//! `raspivid`: video recording.

use crate::camera::{CameraControls, CameraCore, Capabilities};
use crate::error::Result;
use crate::options::{convert_time_unit, validate, TimeUnit, VideoOptions};
use crate::process::CommandRunner;
use tracing::info;

/// Capability table for `raspivid`.
pub const RASPIVID: Capabilities = Capabilities {
    executable: "raspivid",
    min_width: 64,
    max_width: 1920,
    min_height: 64,
    max_height: 1080,
};

/// Video camera driven through `raspivid`.
#[derive(Debug)]
pub struct Raspivid {
    core: CameraCore,
}

impl Default for Raspivid {
    fn default() -> Self {
        Self::new()
    }
}

impl CameraControls for Raspivid {
    fn core(&self) -> &CameraCore {
        &self.core
    }

    fn core_mut(&mut self) -> &mut CameraCore {
        &mut self.core
    }
}

impl Raspivid {
    pub const COMMAND: &'static str = RASPIVID.executable;

    pub fn new() -> Self {
        Self {
            core: CameraCore::new(RASPIVID),
        }
    }

    /// Create a camera from construct-time options.
    ///
    /// ```rust
    /// use raspicam::{CameraControls, Raspivid, VideoOptions};
    ///
    /// let mut options = VideoOptions::default();
    /// options.camera.width = Some(640);
    /// options.camera.height = Some(480);
    /// options.framerate = Some(24);
    ///
    /// let camera = Raspivid::with_options(&options).unwrap();
    /// assert!(camera.arguments().contains(&"640".to_owned()));
    /// ```
    pub fn with_options(options: &VideoOptions) -> Result<Self> {
        let mut camera = Self::new();
        camera.apply_video_options(options)?;
        Ok(camera)
    }

    /// Use `runner` instead of spawning real processes.
    pub fn with_runner(mut self, runner: impl CommandRunner + 'static) -> Self {
        self.set_runner(runner);
        self
    }

    /// Apply shared options, then the video-specific ones.
    pub fn apply_video_options(&mut self, options: &VideoOptions) -> Result<&mut Self> {
        self.apply_options(&options.camera)?;

        if let Some(value) = options.framerate {
            self.framerate(value)?;
        }
        if let Some(value) = options.bitrate {
            self.bitrate(value)?;
        }
        Ok(self)
    }

    /// Frames per second, 2 to 90.
    pub fn framerate(&mut self, value: i32) -> Result<&mut Self> {
        self.set_int("framerate", value, 2, 90)
    }

    /// Bits per second, up to 25 Mbit/s. 0 lets the encoder choose.
    pub fn bitrate(&mut self, value: i32) -> Result<&mut Self> {
        self.set_int("bitrate", value, 0, 25_000_000)
    }

    /// Record a clip of `length` in `unit` to `filename`. Blocks until done.
    ///
    /// With default settings this records 1080p30 H.264.
    ///
    /// Output and length apply to this clip only.
    pub fn record_video(&mut self, filename: &str, length: f64, unit: TimeUnit) -> Result<()> {
        validate::non_empty("Filename", filename)?;
        validate::positive_number("video length", length)?;
        let timeout = convert_time_unit(length, unit, TimeUnit::Millisecond)?;

        self.core.execute_with(|settings| {
            settings.set_value("output", filename);
            settings.set_value("timeout", timeout);
        })?;
        info!("Recorded video to {}", filename);
        Ok(())
    }
}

* * * * * * * * *

- _Task brief_
Copy the line containing "value, 0, 25_000_000)" exactly. Then copy every line after it through the end of the listing, and nothing more.

- _Result for this task_
        self.set_int("bitrate", value, 0, 25_000_000)
    }

    /// Record a clip of `length` in `unit` to `filename`. Blocks until done.
    ///
    /// With default settings this records 1080p30 H.264.
    ///
    /// Output and length apply to this clip only.
    pub fn record_video(&mut self, filename: &str, length: f64, unit: TimeUnit) -> Result<()> {
        validate::non_empty("Filename", filename)?;
        validate::positive_number("video length", length)?;
        let timeout = convert_time_unit(length, unit, TimeUnit::Millisecond)?;

        self.core.execute_with(|settings| {
            settings.set_value("output", filename);
            settings.set_value("timeout", timeout);
        })?;
        info!("Recorded video to {}", filename);
        Ok(())
    }
}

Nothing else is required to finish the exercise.